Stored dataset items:
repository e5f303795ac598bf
pub mod string;
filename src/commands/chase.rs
//! Chase command implementation

use miette::{Result, WrapErr};

use crate::cli::Commands;
use crate::common::{ConfigBuilder, FromCommand};
use crate::config::ChaseConfig;
use crate::error::ChalkboardError;

impl FromCommand for ChaseConfig {
    fn from_command(command: Commands) -> Result<Self, ChalkboardError> {
        match command {
            Commands::Chase {
                values,
                cycle_index,
                seed,
                format,
            } => ChaseConfig::builder()
                .with_values(values)
                .with_cycle_index(cycle_index)
                .with_seed(seed)
                .with_format(format.format)
                .build(),
            _ => Err(ChalkboardError::ConfigurationError {
                message: "Invalid command type for ChaseConfig".to_string(),
            }),
        }
    }
}

crate::impl_try_from_command!(ChaseConfig);

/// Execute the chase command for linked-list cycle detection
pub fn execute_chase_command(command: Commands) -> Result<()> {
    let config = ChaseConfig::from_command(command)
        .wrap_err("Failed to parse chase command configuration")?;

    use crate::executors::CommandExecutor;
    use crate::executors::chase::ChaseExecutor;
    ChaseExecutor::execute(config)
}
//! String manipulation utilities

/// Pluralize a word based on count
pub fn pluralize(word: &str, count: usize) -> String {
    if count == 1 {
        word.to_string()
    } else {
        format!("{word}s")
    }
}

/// Join displayable items with the arrow separator used when rendering a
/// node chain
pub fn arrow_chain<I, T>(items: I) -> String
where
    I: IntoIterator<Item = T>,
    T: std::fmt::Display,
{
    items
        .into_iter()
        .map(|item| item.to_string())
        .collect::<Vec<_>>()
        .join(" → ")
}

Task item
Reproduce exactly every line that sits between the start of the entries and the line bearing "to parse chase", counting both of those lines.

Answer
repository e5f303795ac598bf
pub mod string;
filename src/commands/chase.rs
//! Chase command implementation

use miette::{Result, WrapErr};

use crate::cli::Commands;
use crate::common::{ConfigBuilder, FromCommand};
use crate::config::ChaseConfig;
use crate::error::ChalkboardError;

impl FromCommand for ChaseConfig {
    fn from_command(command: Commands) -> Result<Self, ChalkboardError> {
        match command {
            Commands::Chase {
                values,
                cycle_index,
                seed,
                format,
            } => ChaseConfig::builder()
                .with_values(values)
                .with_cycle_index(cycle_index)
                .with_seed(seed)
                .with_format(format.format)
                .build(),
            _ => Err(ChalkboardError::ConfigurationError {
                message: "Invalid command type for ChaseConfig".to_string(),
            }),
        }
    }
}

crate::impl_try_from_command!(ChaseConfig);

/// Execute the chase command for linked-list cycle detection
pub fn execute_chase_command(command: Commands) -> Result<()> {
    let config = ChaseConfig::from_command(command)
        .wrap_err("Failed to parse chase command configuration")?;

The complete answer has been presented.